Sheila Humphreys, also known as Sighle Humphreys (26 February 1899 – 14 March 1994), was an Irish political activist and member of Cumann na mBan.

Sheila Humphreys was born in Limerick into a wealthy family and raised at Quinsborough House, County Clare. She was the only daughter of Dr David Humphreys and Nell Humphreys (née Mary Ellen Rahilly). Her father suffered from tuberculosis and died when she was four years old. Her mother was the sister of Michael Joseph 'The O'Rahilly' who was killed during the 1916 Easter Rising. Her two brothers, Emmet and Dick, attended Pearse's St Enda's School and Dick served alongside The O'Rahilly in the GPO in 1916. The family moved to 54 Northumberland Road, Dublin in 1909. Sheila attended Mount Anville Secondary School, where she was head girl and became a fluent Irish speaker.

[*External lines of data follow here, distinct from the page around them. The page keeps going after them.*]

//! Wire records and envelope decoding for the gallery REST API.
//!
//! Every endpoint wraps its payload in an envelope:
//!
//! ```text
//! GET /collections?page=2&per_page=15  →  { "data": [ ... ], "meta": { current_page, last_page, ... } }
//! GET /collections/7                   →  { "data": { ... } }
//! ```
//!
//! The records inside are loosely typed. Ids arrive as numbers or strings,
//! most fields are optional, and image references use several field names.
//! The structs here accept all of that and leave interpretation to
//! [`crate::transform`].
//!
//! Tolerances:
//! - A list endpoint whose `data` is a single object is read as a one-item list.
//! - Each list element is decoded on its own; malformed elements are dropped.
//! - Pagination fields are read from `meta`, or from the top level of the
//!   body for paginators that don't nest them. `from`/`to` may be `null`.

use crate::types::PaginationMeta;
use serde::Deserialize;
use serde::de::DeserializeOwned;
use serde_json::Value;
use std::fmt;
use thiserror::Error;
use tracing::debug;

#[derive(Error, Debug)]
pub enum DecodeError {
    #[error("JSON error: {0}")]
    Json(#[from] serde_json::Error),
    #[error("Response has no `data` field")]
    MissingData,
    #[error("Response has no pagination metadata")]
    MissingMeta,
}

/// A record id as sent by the API: numeric or textual.
#[derive(Debug, Clone, PartialEq, Eq, Deserialize)]
#[serde(untagged)]
pub enum ApiId {
    Number(i64),
    Text(String),
}

impl fmt::Display for ApiId {
    fn fmt(&self, f: &mut fmt::Formatter<'_>) -> fmt::Result {
        match self {
            ApiId::Number(n) => write!(f, "{n}"),
            ApiId::Text(s) => f.write_str(s),
        }
    }
}

/// Convert an optional id to a string, treating blank text ids as absent.
pub fn id_string(id: Option<&ApiId>) -> Option<String> {
    id.map(ApiId::to_string).filter(|s| !s.trim().is_empty())
}

#[derive(Debug, Clone, Default, Deserialize)]
#[serde(default)]
pub struct ApiCollection {
    pub id: Option<ApiId>,
    pub name: Option<String>,
    pub description: Option<String>,
    pub slug: Option<String>,
    pub cover_image: Option<String>,
    pub cover_image_url: Option<String>,
    pub albums: Option<Vec<ApiAlbum>>,
    pub albums_count: Option<u64>,
    pub created_at: Option<String>,
    pub updated_at: Option<String>,
}

/// Collection summary some album endpoints embed.
#[derive(Debug, Clone, Default, Deserialize)]
#[serde(default)]
pub struct ApiCollectionRef {
    pub id: Option<ApiId>,
    pub name: Option<String>,
}

#[derive(Debug, Clone, Default, Deserialize)]
#[serde(default)]
pub struct ApiAlbum {
    pub id: Option<ApiId>,
    pub title: Option<String>,
    /// Older endpoints call the album title `name`.
    pub name: Option<String>,
    pub description: Option<String>,
    pub slug: Option<String>,
    pub collection_id: Option<ApiId>,
    pub collection: Option<ApiCollectionRef>,
    pub cover_image: Option<String>,
    pub cover_image_url: Option<String>,
    pub images: Option<Vec<ApiImage>>,
    pub images_count: Option<u64>,
    pub created_at: Option<String>,
    pub updated_at: Option<String>,
}

/// Album keys some image endpoints embed.
#[derive(Debug, Clone, Default, Deserialize)]
#[serde(default)]
pub struct ApiAlbumRef {
    pub id: Option<ApiId>,
    pub collection_id: Option<ApiId>,
}

#[derive(Debug, Clone, Default, Deserialize)]
#[serde(default)]
pub struct ApiImage {
    pub id: Option<ApiId>,
    pub title: Option<String>,
    pub image_url: Option<String>,
    pub image_path: Option<String>,
    pub path: Option<String>,
    pub url: Option<String>,
    pub filename: Option<String>,
    pub original_url: Option<String>,
    pub album_id: Option<ApiId>,
    pub collection_id: Option<ApiId>,
    pub album: Option<ApiAlbumRef>,
    pub created_at: Option<String>,
    pub updated_at: Option<String>,
}

impl ApiImage {
    /// Image reference candidates in priority order.
    ///
    /// `image_url` is what current endpoints send; the rest are legacy names.
    pub fn path_candidates(&self) -> [Option<&str>; 5] {
        [
            self.image_url.as_deref(),
            self.image_path.as_deref(),
            self.path.as_deref(),
            self.url.as_deref(),
            self.filename.as_deref(),
        ]
    }
}

#[derive(Debug, Clone, Default, Deserialize)]
#[serde(default)]
pub struct ApiFeaturedImage {
    pub id: Option<ApiId>,
    pub title: Option<String>,
    pub description: Option<String>,
    pub position: Option<i64>,
    pub image_url: Option<String>,
    pub is_active: Option<bool>,
    pub created_at: Option<String>,
    pub updated_at: Option<String>,
}

/// Pagination fields with every value optional and nullable.
#[derive(Debug, Clone, Default, Deserialize)]
#[serde(default)]
pub struct ApiPaginationMeta {
    pub current_page: Option<u32>,
    pub last_page: Option<u32>,
    pub per_page: Option<u32>,
    pub total: Option<u64>,
    pub from: Option<u64>,
    pub to: Option<u64>,
}

impl ApiPaginationMeta {
    /// Normalize. `total` and `per_page` are required; everything else can
    /// be derived from them.
    pub fn normalize(self) -> Option<PaginationMeta> {
        let total = self.total?;
        let per_page = self.per_page?;
        let current_page = self.current_page.unwrap_or(1);
        let derived = PaginationMeta::from_counts(current_page, per_page, total);
        Some(PaginationMeta {
            current_page,
            last_page: self.last_page.unwrap_or(derived.last_page),
            per_page,
            total,
            from: self.from.unwrap_or(derived.from),
            to: self.to.unwrap_or(derived.to),
        })
    }
}

fn take_data(body: &mut Value) -> Result<Value, DecodeError> {
    match body.get_mut("data").map(Value::take) {
        None | Some(Value::Null) => Err(DecodeError::MissingData),
        Some(data) => Ok(data),
    }
}

/// Decode the `data` record of a detail response.
pub fn decode_detail<T: DeserializeOwned>(mut body: Value) -> Result<T, DecodeError> {
    let data = take_data(&mut body)?;
    Ok(serde_json::from_value(data)?)
}

/// Decode the `data` records of a list response, dropping malformed ones.
pub fn decode_list<T: DeserializeOwned>(body: &mut Value) -> Result<Vec<T>, DecodeError> {
    let items = match take_data(body)? {
        Value::Array(items) => items,
        single @ Value::Object(_) => vec![single],
        other => {
            return Err(DecodeError::Json(serde::de::Error::custom(format!(
                "expected `data` to be a list, got {other}"
            ))));
        }
    };

    let total = items.len();
    let records: Vec<T> = items
        .into_iter()
        .enumerate()
        .filter_map(|(idx, item)| match serde_json::from_value(item) {
            Ok(record) => Some(record),
            Err(err) => {
                debug!("dropping malformed record {idx} of {total}: {err}");
                None
            }
        })
        .collect();
    Ok(records)
}

/// Read pagination metadata from `meta`, or from the body's top level.
pub fn decode_meta(body: &Value) -> Result<PaginationMeta, DecodeError> {
    let source = match body.get("meta") {
        Some(meta @ Value::Object(_)) => meta,
        _ => body,
    };
    let raw: ApiPaginationMeta = serde_json::from_value(source.clone())?;
    raw.normalize().ok_or(DecodeError::MissingMeta)
}
#[cfg(test)]
mod tests {
    use super::*;
    use tempfile::TempDir;

    #[test]
    fn default_config_has_endpoints() {
        let config = ClientConfig::default();
        assert_eq!(config.api.base_url, "https://akbag.elev8xr.com/api");
        assert_eq!(config.api.storage_url, "https://akbag.elev8xr.com/storage");
        assert_eq!(config.api.timeout(), None);
    }

    #[test]
    fn default_config_has_pagination_settings() {
        let config = ClientConfig::default();
        assert_eq!(config.pagination.per_page, 15);
        assert_eq!(config.pagination.window, 5);
        assert_eq!(config.search.min_query_len, 2);
        assert_eq!(config.search.max_results, 10);
    }

    #[test]
    fn validate_default_config_passes() {
        assert!(ClientConfig::default().validate().is_ok());
    }

    #[test]
    fn parse_partial_config() {
        let toml = r#"
[pagination]
per_page = 30
"#;
        let config: ClientConfig = toml::from_str(toml).unwrap();
        // Overridden value
        assert_eq!(config.pagination.per_page, 30);
        // Default values preserved
        assert_eq!(config.pagination.window, 5);
        assert_eq!(config.images.default_alt, "Product image");
    }

    #[test]
    fn timeout_converts_to_duration() {
        let toml = r#"
[api]
timeout_secs = 12
"#;
        let config: ClientConfig = toml::from_str(toml).unwrap();
        assert_eq!(config.api.timeout(), Some(Duration::from_secs(12)));
    }

    // =========================================================================
    // validation
    // =========================================================================

    #[test]
    fn validate_rejects_relative_base_url() {
        let mut config = ClientConfig::default();
        config.api.base_url = "/api".into();
        assert!(matches!(config.validate(), Err(ConfigError::Validation(_))));
    }

    #[test]
    fn validate_rejects_non_http_storage() {
        let mut config = ClientConfig::default();
        config.api.storage_url = "ftp://files.example.com".into();
        let err = config.validate().unwrap_err().to_string();
        assert!(err.contains("api.storage_url"));
    }

    #[test]
    fn validate_rejects_zero_per_page() {
        let mut config = ClientConfig::default();
        config.pagination.per_page = 0;
        assert!(config.validate().is_err());
    }

    #[test]
    fn validate_rejects_zero_window_and_timeout() {
        let mut config = ClientConfig::default();
        config.pagination.window = 0;
        assert!(config.validate().is_err());

        let mut config = ClientConfig::default();
        config.api.timeout_secs = Some(0);
        assert!(config.validate().is_err());
    }

    #[test]
    fn validate_rejects_blank_placeholder() {
        let mut config = ClientConfig::default();
        config.images.placeholder_url = "  ".into();
        assert!(config.validate().is_err());
    }

    // =========================================================================
    // merge_toml
    // =========================================================================

    #[test]
    fn merge_toml_table_merge() {
        let base: toml::Value = toml::from_str(
            r#"
[pagination]
per_page = 15
window = 5
"#,
        )
        .unwrap();
        let overlay: toml::Value = toml::from_str(
            r#"
[pagination]
window = 7
"#,
        )
        .unwrap();
        let merged = merge_toml(base, overlay);
        let pagination = merged.get("pagination").unwrap();
        assert_eq!(pagination.get("window").unwrap().as_integer(), Some(7));
        // per_page preserved from base
        assert_eq!(pagination.get("per_page").unwrap().as_integer(), Some(15));
    }

    #[test]
    fn merge_toml_scalar_replaces_table() {
        let base: toml::Value = toml::from_str("[a]\nb = 1").unwrap();
        let overlay: toml::Value = toml::from_str("a = 3").unwrap();
        let merged = merge_toml(base, overlay);
        assert_eq!(merged.get("a").unwrap().as_integer(), Some(3));
    }

    // =========================================================================
    // Unknown key rejection
    // =========================================================================

    #[test]
    fn unknown_key_rejected() {
        let toml_str = r#"
[pagination]
per_pgae = 20
"#;
        let result: Result<ClientConfig, _> = toml::from_str(toml_str);
        let err = result.unwrap_err().to_string();
        assert!(err.contains("unknown field"));
    }

    #[test]
    fn unknown_section_rejected() {
        let result: Result<ClientConfig, _> = toml::from_str("[paging]\nper_page = 2\n");
        assert!(result.is_err());
    }

    // =========================================================================
    // load_config / discover_config
    // =========================================================================

    #[test]
    fn load_config_reads_file() {
        let tmp = TempDir::new().unwrap();
        let path = tmp.path().join("custom.toml");
        fs::write(
            &path,
            r#"
[api]
base_url = "http://localhost:8000/api"

[search]
max_results = 3
"#,
        )
        .unwrap();

        let config = load_config(&path).unwrap();
        assert_eq!(config.api.base_url, "http://localhost:8000/api");
        assert_eq!(config.search.max_results, 3);
        // Unspecified values should be defaults
        assert_eq!(config.api.storage_url, "https://akbag.elev8xr.com/storage");
    }

    #[test]
    fn load_config_missing_file_is_error() {
        let tmp = TempDir::new().unwrap();
        let result = load_config(&tmp.path().join("nope.toml"));
        assert!(matches!(result, Err(ConfigError::Io(_))));
    }

    #[test]
    fn load_config_invalid_toml_is_error() {
        let tmp = TempDir::new().unwrap();
        let path = tmp.path().join(CONFIG_FILE);
        fs::write(&path, "this is not [valid toml").unwrap();
        assert!(matches!(load_config(&path), Err(ConfigError::Toml(_))));
    }

    #[test]
    fn load_config_validates_values() {
        let tmp = TempDir::new().unwrap();
        let path = tmp.path().join(CONFIG_FILE);
        fs::write(&path, "[pagination]\nper_page = 0\n").unwrap();
        assert!(matches!(
            load_config(&path),
            Err(ConfigError::Validation(_))
        ));
    }

    #[test]
    fn discover_config_defaults_without_file() {
        let tmp = TempDir::new().unwrap();
        let config = discover_config(None, tmp.path()).unwrap();
        assert_eq!(config, ClientConfig::default());
    }

    #[test]
    fn discover_config_finds_file_in_dir() {
        let tmp = TempDir::new().unwrap();
        fs::write(tmp.path().join(CONFIG_FILE), "[pagination]\nwindow = 3\n").unwrap();
        let config = discover_config(None, tmp.path()).unwrap();
        assert_eq!(config.pagination.window, 3);
    }

    #[test]
    fn stock_config_toml_parses_to_defaults() {
        let config: ClientConfig = toml::from_str(stock_config_toml()).unwrap();
        assert_eq!(config, ClientConfig::default());
    }
}
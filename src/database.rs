//! Database handle
//!
//! Ties the pieces together: a [`ByteStore`] holding the image, the parsed
//! [`Metadata`], and the IPv4 search origin worked out once at open time.
//! Everything is immutable after construction, so a `Database` can be shared
//! between threads and queried concurrently without locking.

use crate::byte_store::ByteStore;
use crate::data_section::DataValue;
use crate::error::{MmdbError, Result};
use crate::mmdb::format::{decode_metadata_value, Metadata};
use crate::mmdb::tree::{AddressWord, SearchResult, SearchTree, Step};
use crate::mmdb::types::IpVersion;
use crate::open_options::OpenOptions;
use std::net::IpAddr;
use std::path::Path;
use tracing::{debug, trace, warn};

/// An open MaxMind DB
///
/// # Examples
///
/// ```no_run
/// use mmdb_reader::{Database, SearchResult};
///
/// let db = Database::open("GeoLite2-Country.mmdb")?;
///
/// match db.lookup_str("2.125.160.216") {
///     SearchResult::Found(record) => println!("{}", record),
///     SearchResult::NotFound => println!("no record"),
///     other => println!("lookup failed: {:?}", other),
/// }
/// # Ok::<(), mmdb_reader::MmdbError>(())
/// ```
pub struct Database {
    store: ByteStore,
    metadata: Metadata,
    /// Where IPv4 lookups begin (root, or the `::/96` subtree of an IPv6 tree)
    ipv4_start: Step,
    max_decode_depth: usize,
    node_visit_limit: Option<usize>,
}

impl Database {
    /// Open a database file using memory mapping
    ///
    /// The file must not be modified or truncated while the database is open.
    pub fn open<P: AsRef<Path>>(path: P) -> Result<Self> {
        Self::from_store(ByteStore::map_file(path)?, &OpenOptions::default())
    }

    /// Open a database image held in memory
    pub fn from_bytes(bytes: Vec<u8>) -> Result<Self> {
        Self::from_store(ByteStore::from_vec(bytes), &OpenOptions::default())
    }

    /// Parse metadata, validate geometry and locate the IPv4 subtree
    pub(crate) fn from_store(store: ByteStore, options: &OpenOptions) -> Result<Self> {
        let max_decode_depth = options.max_decode_depth;
        let metadata = Metadata::parse_with_depth(&store, max_decode_depth)?;

        if let Some(expected) = options.database_type.as_deref() {
            if metadata.database_type != expected {
                return Err(MmdbError::InvalidDatabaseType {
                    expected: expected.to_string(),
                    found: metadata.database_type.clone(),
                });
            }
        }

        let ipv4_start = SearchTree::new(&store, &metadata)
            .ipv4_start()
            .map_err(|e| {
                MmdbError::CorruptDatabase(format!("cannot locate the IPv4 subtree: {}", e))
            })?;
        trace!(?ipv4_start, "IPv4 search origin");

        debug!(
            database_type = %metadata.database_type,
            ip_version = metadata.ip_version.number(),
            record_size = metadata.record_size.bits(),
            node_count = metadata.node_count,
            size = store.len(),
            "opened database"
        );

        Ok(Self {
            store,
            metadata,
            ipv4_start,
            max_decode_depth,
            node_visit_limit: options.node_visit_limit,
        })
    }

    fn tree(&self) -> SearchTree<'_> {
        let tree = SearchTree::new(&self.store, &self.metadata)
            .with_max_decode_depth(self.max_decode_depth);
        match self.node_visit_limit {
            Some(limit) => tree.with_node_visit_limit(limit),
            None => tree,
        }
    }

    /// Walk `bit_count` bits of `bits` (MSB first) from the root
    pub fn lookup(&self, bits: u64, bit_count: u32) -> SearchResult {
        self.tree().search(0, bits, bit_count)
    }

    /// Resume a walk from a node returned in [`SearchResult::Partial`]
    pub fn lookup_from(&self, node: u32, bits: u64, bit_count: u32) -> SearchResult {
        self.tree().search(node, bits, bit_count)
    }

    /// Walk an address given as fixed-width words from the root
    pub fn lookup_words<T: AddressWord>(&self, words: &[T], total_bits: u32) -> SearchResult {
        self.tree().search_words(0, words, total_bits)
    }

    /// Look up an IP address
    ///
    /// IPv4 addresses in an IPv6 database are found under `::/96`. A walk
    /// that uses up the whole address while still on a node is
    /// [`SearchResult::NotFound`]; use [`Database::lookup`] to see the node.
    /// `Failed` is reserved for unreadable trees and records, and for IPv6
    /// addresses against an IPv4 database.
    pub fn lookup_ip(&self, addr: IpAddr) -> SearchResult {
        let result = match addr {
            IpAddr::V4(v4) => match self.ipv4_start {
                Step::Node(node) => self.tree().search(node, u64::from(u32::from(v4)) << 32, 32),
                Step::Terminal(record) => self.tree().resolve_record(record),
            },
            IpAddr::V6(v6) => {
                if self.metadata.ip_version == IpVersion::V4 {
                    SearchResult::Failed(MmdbError::SearchFailure(format!(
                        "cannot look up IPv6 address {} in an IPv4 database",
                        v6
                    )))
                } else {
                    let bits = u128::from(v6);
                    let words = [
                        (bits >> 96) as u32,
                        (bits >> 64) as u32,
                        (bits >> 32) as u32,
                        bits as u32,
                    ];
                    self.lookup_words(&words, 128)
                }
            }
        };

        match result {
            SearchResult::Partial(node) => {
                debug!(%addr, node, "address exhausted before reaching a record");
                SearchResult::NotFound
            }
            SearchResult::Failed(error) => {
                warn!(%addr, %error, "lookup failed");
                SearchResult::Failed(error)
            }
            resolved => resolved,
        }
    }

    /// Parse and look up a textual IPv4 or IPv6 address
    pub fn lookup_str(&self, addr: &str) -> SearchResult {
        match addr.trim().parse::<IpAddr>() {
            Ok(ip) => self.lookup_ip(ip),
            Err(_) => SearchResult::Failed(MmdbError::InvalidIpAddress(addr.to_string())),
        }
    }

    /// Node where IPv4 lookups start, if the `::/96` walk ended on a node
    pub fn ipv4_start_node(&self) -> Option<u32> {
        match self.ipv4_start {
            Step::Node(node) => Some(node),
            Step::Terminal(_) => None,
        }
    }

    /// Parsed metadata and geometry
    pub fn metadata(&self) -> &Metadata {
        &self.metadata
    }

    /// Shortcut for `metadata().database_type`
    pub fn database_type(&self) -> &str {
        &self.metadata.database_type
    }

    /// Address family of the search tree
    pub fn ip_version(&self) -> IpVersion {
        self.metadata.ip_version
    }

    /// The complete metadata map as stored, including unknown keys
    pub fn metadata_value(&self) -> Result<DataValue> {
        decode_metadata_value(&self.store, self.metadata.metadata_start, self.max_decode_depth)
    }

    /// Image size in bytes
    pub fn size(&self) -> usize {
        self.store.len()
    }

    /// Visit every network with a record as `(prefix_words, prefix_len)`
    pub fn enumerate<F>(&self, visit: F) -> Result<()>
    where
        F: FnMut(&[u32], u32),
    {
        self.tree().enumerate(visit)
    }

    /// Visit every network with its raw record value
    pub fn enumerate_records<F>(&self, visit: F) -> Result<()>
    where
        F: FnMut(&[u32], u32, u32),
    {
        self.tree().enumerate_records(visit)
    }

    /// Visit every network with its decoded record
    pub fn enumerate_values<F>(&self, visit: F) -> Result<()>
    where
        F: FnMut(&[u32], u32, Result<DataValue>),
    {
        self.tree().enumerate_values(visit)
    }
}

impl std::fmt::Debug for Database {
    fn fmt(&self, f: &mut std::fmt::Formatter<'_>) -> std::fmt::Result {
        f.debug_struct("Database")
            .field("database_type", &self.metadata.database_type)
            .field("ip_version", &self.metadata.ip_version)
            .field("node_count", &self.metadata.node_count)
            .field("size", &self.store.len())
            .finish()
    }
}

She spent a year in Paris (1919–20). Sighle joined Cumann na mBan in 1919 aged twenty, which organization was founded in response to the very few women at the Sinn Féin Convention of October 1917. Sighle Humphreys (to use her Irish first name) serving variously as secretary, director of publicity and national vice-president. She was on the committee of the Irish Volunteer Dependants' Fund after the Rising. She was engaged in finding safe-houses for those on the run. The family home at 36 Ailesbury Road was used as an IRA safe house throughout the War of Independence. The Dáil Cabinet had weekly meetings and frequently used the big house on Ailebury Road. To ministers like Robert Barton, the embryonic republic was protected by a hard shell of army and politicians; but this did not prevent women in the movement being arrested. When Ernie O'Malley was captured at the Humphreys home in 1922, she was one of those imprisoned. She was finally released on 29 November 1923 after a thirty-one day hunger strike. The family took the anti-Treaty position during the Civil War and the house on Ailesbury Road was the object of regular raids by Free State forces. The most significant raid took place on 4 November 1922 when IRA Assistant Chief of Staff Ernie O'Malley was wounded and arrested in a protracted shoot-out with Free State soldiers. At the time only Humphreys, her mother and aunt were staying in the house with O'Malley. Humphreys is known to have played an active part in resisting the raid, though she always denied reports that she had been responsible for shooting a Free State soldier who died in the fighting. Sighle always said that Ernie O'Malley was 'a soldier above all', Since 1916, "Soldiers are We" was the unofficial national anthem of the Republic. The incident is described in detail in O'Malley's memoir of the Civil War, The Singing Flame. In 2003 the raid was the subject of an hour-long docudrama entitled The Struggle. The film was directed and scripted by Humphrey's grandsons Manchán Magan and Ruán Magan and produced by RTÉ.